4. En l'espèce, il n'est pas contesté que Mme Priez, conseillère municipale, adjointe au maire et directrice de l'IFAC, si elle était présente durant la délibération du 24 septembre 2020 en litige, s'est abstenue de participer au vote. Si les requérants font valoir que, lors de la commission plénière du 14 septembre 2020, devant permettre aux conseillers municipaux de débattre des projets et d'émettre un avis sur les délibérations en préparation du conseil municipal du 24 septembre 2020, Mme Priez est intervenue pour présenter et défendre le projet de délibération, ils n'établissent par aucune pièce versée au dossier qu'elle aurait effectivement participé aux débats du 14 septembre 2020 précédant l'adoption de cette délibération, ni, à supposer même que ce soit le cas, que cette participation aurait exercé une influence sur la délibération litigieuse.

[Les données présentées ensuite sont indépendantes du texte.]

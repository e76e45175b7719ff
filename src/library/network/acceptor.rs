use crate::library::{
    error::{ReactorError, Result},
    network::socket_helpers::{build_listener, peer_of, prepare_incoming_socket},
    reactor::{
        channel::{Channel, ChannelHandler},
        poller::Poller,
    },
    server_internals::{Token, TokenKind},
};
use socket2::Socket;
use std::{
    io::{self, ErrorKind},
    net::SocketAddr,
    os::fd::AsRawFd,
    sync::Arc,
};
use tracing::{info, trace, warn};

pub type NewConnectionCallback = Box<dyn FnMut(Socket, Option<SocketAddr>) + Send>;

/// Owns the listening socket. Level triggered, one `accept` per readiness
/// report: if more clients are waiting, epoll simply reports again.
pub struct Acceptor {
    channel: Channel,
    listener: Socket,
    local_addr: SocketAddr,
    on_new_connection: NewConnectionCallback,
}

impl Acceptor {
    pub fn new(
        poller: Arc<Poller>,
        addr: SocketAddr,
        backlog: i32,
        on_new_connection: NewConnectionCallback,
    ) -> Result<Self> {
        let listener =
            build_listener(addr, backlog).map_err(|source| ReactorError::Bind { addr, source })?;
        let local_addr = listener
            .local_addr()
            .ok()
            .and_then(|a| a.as_socket())
            .unwrap_or(addr);
        let fd = listener.as_raw_fd();
        let mut channel = Channel::new(poller, fd, Token::new(TokenKind::Acceptor, fd));
        channel
            .enable_reading()
            .map_err(ReactorError::setup("acceptor channel"))?;
        info!("Listening on {local_addr}");
        Ok(Self {
            channel,
            listener,
            local_addr,
            on_new_connection,
        })
    }

    pub fn local_addr(&self) -> SocketAddr {
        self.local_addr
    }

    pub(crate) fn channel_mut(&mut self) -> &mut Channel {
        &mut self.channel
    }
}

/// Someone else got there first, or the client gave up already.
/// Anything else is fatal for the loop.
fn is_transient(err: &io::Error) -> bool {
    matches!(
        err.kind(),
        ErrorKind::WouldBlock | ErrorKind::Interrupted | ErrorKind::ConnectionAborted
    )
}

impl ChannelHandler for Acceptor {
    fn handle_read(&mut self) -> io::Result<()> {
        match self.listener.accept() {
            Ok((socket, addr)) => {
                if let Err(err) = prepare_incoming_socket(&socket) {
                    warn!("Dropping accepted socket: {err}");
                    return Ok(());
                }
                let peer = peer_of(&addr);
                trace!("Accepted FD:{} from {peer:?}", socket.as_raw_fd());
                (self.on_new_connection)(socket, peer);
                Ok(())
            }
            Err(err) if is_transient(&err) => {
                trace!("Accept yielded nothing: {err}");
                Ok(())
            }
            Err(err) => Err(err),
        }
    }

    fn handle_close(&mut self) -> io::Result<()> {
        warn!("Listener reported hang-up");
        Ok(())
    }

    fn handle_write(&mut self) -> io::Result<()> {
        Ok(())
    }

    fn handle_error(&mut self) -> io::Result<()> {
        match self.listener.take_error() {
            Ok(Some(err)) => Err(err),
            _ => Ok(()),
        }
    }
}
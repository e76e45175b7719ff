use std::{
    io,
    os::fd::{AsRawFd, FromRawFd, OwnedFd, RawFd},
    time::Duration,
};

fn owned(fd: RawFd) -> io::Result<OwnedFd> {
    if fd < 0 {
        return Err(io::Error::last_os_error());
    }
    Ok(unsafe { OwnedFd::from_raw_fd(fd) })
}

/// Reads one 8-byte counter. `EAGAIN` means there was nothing to read.
fn read_counter(fd: RawFd) -> io::Result<u64> {
    let mut value: u64 = 0;
    let n = unsafe { libc::read(fd, &mut value as *mut u64 as *mut libc::c_void, 8) };
    if n == 8 {
        return Ok(value);
    }
    let err = io::Error::last_os_error();
    if n < 0 && err.kind() == io::ErrorKind::WouldBlock {
        return Ok(0);
    }
    Err(err)
}

/// Self-wakeup primitive of an event loop.
#[derive(Debug)]
pub struct EventFd {
    fd: OwnedFd,
}

impl EventFd {
    pub fn new() -> io::Result<Self> {
        let fd = unsafe { libc::eventfd(0, libc::EFD_NONBLOCK | libc::EFD_CLOEXEC) };
        Ok(Self { fd: owned(fd)? })
    }

    /// Bumps the counter. Never blocks: a saturated counter already means "wake up".
    pub fn wake(&self) -> io::Result<()> {
        let one: u64 = 1;
        let n = unsafe {
            libc::write(
                self.fd.as_raw_fd(),
                &one as *const u64 as *const libc::c_void,
                8,
            )
        };
        if n == 8 {
            return Ok(());
        }
        let err = io::Error::last_os_error();
        if err.kind() == io::ErrorKind::WouldBlock {
            return Ok(());
        }
        Err(err)
    }

    /// Resets the counter, returning how many wakes were folded into it.
    pub fn drain(&self) -> io::Result<u64> {
        read_counter(self.fd.as_raw_fd())
    }
}

impl AsRawFd for EventFd {
    fn as_raw_fd(&self) -> RawFd {
        self.fd.as_raw_fd()
    }
}

/// One-shot monotonic timer, re-armed by its owner after every fire.
#[derive(Debug)]
pub struct TimerFd {
    fd: OwnedFd,
}

impl TimerFd {
    pub fn new() -> io::Result<Self> {
        let fd = unsafe {
            libc::timerfd_create(libc::CLOCK_MONOTONIC, libc::TFD_NONBLOCK | libc::TFD_CLOEXEC)
        };
        Ok(Self { fd: owned(fd)? })
    }

    /// Fires once after `after`. A zero duration would disarm, so it is rounded up.
    pub fn arm(&self, after: Duration) -> io::Result<()> {
        let after = after.max(Duration::from_millis(1));
        let spec = libc::itimerspec {
            it_interval: libc::timespec {
                tv_sec: 0,
                tv_nsec: 0,
            },
            it_value: libc::timespec {
                tv_sec: after.as_secs() as libc::time_t,
                tv_nsec: after.subsec_nanos() as libc::c_long,
            },
        };
        let rc = unsafe {
            libc::timerfd_settime(self.fd.as_raw_fd(), 0, &spec, std::ptr::null_mut())
        };
        if rc < 0 {
            return Err(io::Error::last_os_error());
        }
        Ok(())
    }

    /// Number of expirations since the last drain.
    pub fn drain(&self) -> io::Result<u64> {
        read_counter(self.fd.as_raw_fd())
    }
}

impl AsRawFd for TimerFd {
    fn as_raw_fd(&self) -> RawFd {
        self.fd.as_raw_fd()
    }
}

#[cfg(test)]
mod tests {
    use super::*;

    #[test]
    fn eventfd_folds_wakes() {
        let efd = EventFd::new().unwrap();
        assert_eq!(efd.drain().unwrap(), 0);
        efd.wake().unwrap();
        efd.wake().unwrap();
        assert_eq!(efd.drain().unwrap(), 2);
        assert_eq!(efd.drain().unwrap(), 0);
    }

    #[test]
    fn timerfd_fires_once() {
        let tfd = TimerFd::new().unwrap();
        tfd.arm(Duration::from_millis(5)).unwrap();
        std::thread::sleep(Duration::from_millis(50));
        assert_eq!(tfd.drain().unwrap(), 1);
        std::thread::sleep(Duration::from_millis(20));
        assert_eq!(tfd.drain().unwrap(), 0);
    }
}
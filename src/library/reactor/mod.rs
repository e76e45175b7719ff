pub mod channel;
pub mod event_loop;
pub mod fds;
pub mod poller;
pub mod registry;
use std::time::{SystemTime, UNIX_EPOCH};

//    Thanks to Howard Hinnant
// Original author of the legendary date algorithms:
//     https://github.com/HowardHinnant/date
//
// The days-from-civil inverse below is all we need for the `Date` header.

const WEEKDAYS: [&str; 7] = ["Sun", "Mon", "Tue", "Wed", "Thu", "Fri", "Sat"];

const MONTHS: [&str; 12] = [
    "Jan", "Feb", "Mar", "Apr", "May", "Jun", "Jul", "Aug", "Sep", "Oct", "Nov", "Dec",
];

/// Broken-down UTC time: (year, month 1-12, day 1-31, hour, minute, second, weekday 0=Sun).
pub type Civil = (i64, u8, u8, u8, u8, u8, u8);

#[inline(always)]
pub fn howard_hinnant(secs: i64) -> Civil {
    const SECS_PER_DAY: i64 = 86_400;
    let secs_of_day: i64 = secs.rem_euclid(SECS_PER_DAY);
    let mut z: i64 = secs.div_euclid(SECS_PER_DAY);
    // 1970-01-01 was a Thursday
    let wday: u8 = (z + 4).rem_euclid(7) as u8;
    // Shift base to 0000-03-01 so leap days land at the end of the year
    z += 719_468;
    let era: i64 = z.div_euclid(146_097);
    let doe: i64 = z - era * 146_097;
    let yoe: i64 = (doe - doe / 1460 + doe / 36_524 - doe / 146_096) / 365;
    let doy: i64 = doe - (365 * yoe + yoe / 4 - yoe / 100);
    let mp: i64 = (5 * doy + 2) / 153;
    let d: u8 = (doy - (153 * mp + 2) / 5 + 1) as u8;
    let m: u8 = ((mp + 2) % 12 + 1) as u8;
    let y: i64 = yoe + era * 400 + mp / 10;
    (
        y,
        m,
        d,
        (secs_of_day / 3600) as u8,
        ((secs_of_day / 60) % 60) as u8,
        (secs_of_day % 60) as u8,
        wday,
    )
}

/// IMF-fixdate for a unix timestamp, e.g. `Sun, 06 Nov 1994 08:49:37 GMT`.
pub fn format_http_date(secs: i64) -> String {
    let (y, m, d, h, mnt, s, wday) = howard_hinnant(secs);
    format!(
        "{}, {:02} {} {:04} {:02}:{:02}:{:02} GMT",
        WEEKDAYS[wday as usize],
        d,
        MONTHS[(m - 1) as usize],
        y,
        h,
        mnt,
        s
    )
}

/// `Date` header value for right now.
pub fn http_date_now() -> String {
    let secs: i64 = SystemTime::now()
        .duration_since(UNIX_EPOCH)
        .map_or(0, |d| d.as_secs() as i64);
    format_http_date(secs)
}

Par suite, le moyen tiré de la méconnaissance de l'article 2 de la loi du 11 octobre 2013 et de l'article L. 2131-11 du code général des collectivités territoriales doit être écarté.

5. Par ailleurs, ce moyen est inopérant s'agissant de Mme C, directrice du cabinet du maire et membre du conseil d'administration de l'IFAC, dès lors que l'intéressée n'est pas conseillère municipale ni à fortiori membre de l'exécutif.

6. En deuxième lieu, la circonstance que Philippe Sueur, président de l'IFAC, qui, de par sa fonction, a signé la convention d'adhésion, est un élu du conseil départemental du Val-d'Oise, est sans incidence sur la légalité de la délibération du conseil municipal d'Osny.

7. En troisième lieu, si les requérants font valoir que la convention d'adhésion ne faisait pas apparaître la durée maximale durant laquelle elle pouvait être reconduite, ni le montant et la quantité des prestations rendues possible par la convention et qu'il n'était ainsi pas possible de s'assurer qu'elle respectait le code de la commande publique, le moyen doit être écarté comme inopérant, dès lors que l'adhésion à l'IFAC n'est pas soumise audit code.

8. En quatrième et dernier lieu, si les requérants font état des liens politiques unissant des membres du conseil municipal et certains membres du conseil d'administration de l'IFAC, cette circonstance est, par elle-même, sans incidence sur la légalité de la délibération litigieuse.

9. Il résulte de tout ce qui précède, sans qu'il soit besoin de se prononcer sur la fin de non-recevoir partielle soulevée en défense, que M. D et Mme A ne sont pas fondés à demander l'annulation de délibération n° 5 du 24 septembre 2020, par laquelle le conseil municipal de la commune d'Osny a voté l'adhésion de la commune à l'IFAC et a approuvé la convention d'adhésion.

Sur les conclusions tendant à l'application des dispositions de l'article L. 761-1 du code de justice administrative :

10. Il n'y a pas lieu, dans les circonstances de l'espèce, de mettre à la charge de M. D le versement de la somme que demande la commune d'Osny au titre des frais exposés par elle et non compris dans les dépens.

D É C I D E :

Article 1er : La requête de M. D et de Mme A est rejetée.

Article 2 : Le surplus des conclusions de la commune d'Osny est rejeté.

Article 3 : Le présent jugement sera notifié à M. E D et Mme B A et à la commune d'Osny.

Délibéré après l'audience du 27 février 2024, à laquelle siégeaient :

M. Huon, président ;

Mme Richard, première conseillère ;

M. Viain, premier conseiller ;

Assistés de Mme Tainsa, greffière.

Rendu public par mise à disposition au greffe le 12 mars 2024.

Le rapporteur,

signé

T. VIAIN

Le président,

signé

C.HUON La greffière,

signé

A. TAINSA

La République mande et ordonne au préfet du Val-d'Oise, en ce qui le concerne ou à tous commissaires de justice à ce requis en ce qui concerne les voies de droit commun, contre les parties privées, de pourvoir à l'exécution de la présente décision.